Within the past year, an important new debate has taken shape, though it's not likely to be the focus of any forthcoming presidential debates as such. It is likely, however, to distinguish liberal from centrist thinking for decades to come.

The debate begins at the familiar flash point of trade -- more particularly, with the realization of business elites and their political champions that the nation's free-trade policies have become threatened by growing public anxiety over our economic future. While corporate profits soar, individual wages stagnate, held at least partly in check by the brave new fact of offshoring -- that millions of Americans' jobs can be performed at a fraction of the cost in developing nations near and far. November's elections, in which voters sent to Congress a freshman class composed almost entirely of free-trade skeptics, rang alarm bells on both Wall Street and K Street.

In reaction not just to November but to reams of economic data showing that the U.S. median income has flat-lined, such longtime champions of free-trade orthodoxy as former Clinton Treasury secretary Robert Rubin have changed their tune. Maintaining and extending our trade agreements is still their holy writ, but to compensate for whatever leveling effect trade may have on Americans' incomes, they now call for wage insurance to help workers who've been compelled to take lower-paying jobs than the ones they lost. As call centers relocate to India, the Rubinauts call for extending trade adjustment assistance to service as well as manufacturing workers. They call for a universal health-care system delinking insurance from employment, so that U.S. companies can compete globally without having to be the only corporations in an advanced economy that cover their workers' medical costs. They call for improving our education system so that American workers can be more competitive.
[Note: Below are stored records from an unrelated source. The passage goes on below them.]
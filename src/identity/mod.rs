//! Identity, session and access control for the portal.

mod principal;
mod provider;
mod cache;
mod session;
mod authorizer;
mod route_guard;

pub use principal::Identity;
pub use provider::{IdentityFeed, IdentityProvider, LocalIdentityProvider, SharedIdentityProvider};
pub use cache::{CachedSession, FileSessionCache, MemorySessionCache, SessionCache, SharedSessionCache};
pub use session::{Session, SessionListener, SessionManager, SessionStatus, SessionSubscription};
pub use authorizer::{Action, PermissionGate, Role};
pub use route_guard::{decide, GuardDecision, RedirectTarget, RouteGuard};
These domestic policy proposals all have merit; the question is whether they're remotely sufficient to the challenge of a globalized economy. In fact, there are nations with advanced economies that trade even more than we do and have still managed, chiefly through domestic policies, to retain high levels of economic equality and vitality: the nations of northern Europe. Trade constitutes a higher percentage of Scandinavian nations' gross domestic product than it does ours, with little of the downward-leveling and, accordingly, anti-trade backlash that we experience. Their secret is a series of job-training and placement policies, a bigger and better-paying public sector than ours, and the fact that their leading trade partners are other high-wage European nations.

The cost of creating this economic security while remaining globally competitive isn't cheap. In the March issue of the American Prospect (which I edit), my colleague Robert Kuttner calculates that these nations devote roughly 15 percent more of their GDP to governmental outlays than the United States does. That pencils out to roughly $2 trillion a year that we'd have to shift to the public sector to build an economy in which globalization wouldn't be viewed as so dire a threat. Neither Rubin, a true believer in balanced budgets, nor anybody functioning in the real world of American politics is calling for anything this far-reaching to reshape the U.S. economy.

Free-trade skeptics such as I believe that these domestic reforms, while overdue, are not enough. We argue that there need to be rules for the global economy that protect workers no less than investors, that global minimum wage standards, say, are no less necessary in a global economy than national minimum wage standards are in a national economy. Our challenge is that absent a global government, a global polity, such standards are excruciatingly difficult to create -- though altering the rules of the World Trade Organization would be a good place to start.

And so the debate: Is it possible, in a globalized economy, to have decent capitalism in one country? Or must enforceable laws be enacted to create a more egalitarian global economy, just as the New Deal here and social democratic governments in Europe established the framework for broadly shared prosperity on a national scale in the middle of the last century?

The historically minded may hear in this debate a dim echo of a Soviet controversy of 80 years ago, in which Stalin argued it was possible to build Soviet-style socialism in one country while Trotsky insisted that without global socialism, Russian socialism was bound to fail. Today's debate, fortunately, concerns the fate of a vastly more benign system: decent capitalism. And -- since neither a Scandinavian conversion nor a global government is just around the corner -- it is a debate that will pit the left against the center probably for the next half-century.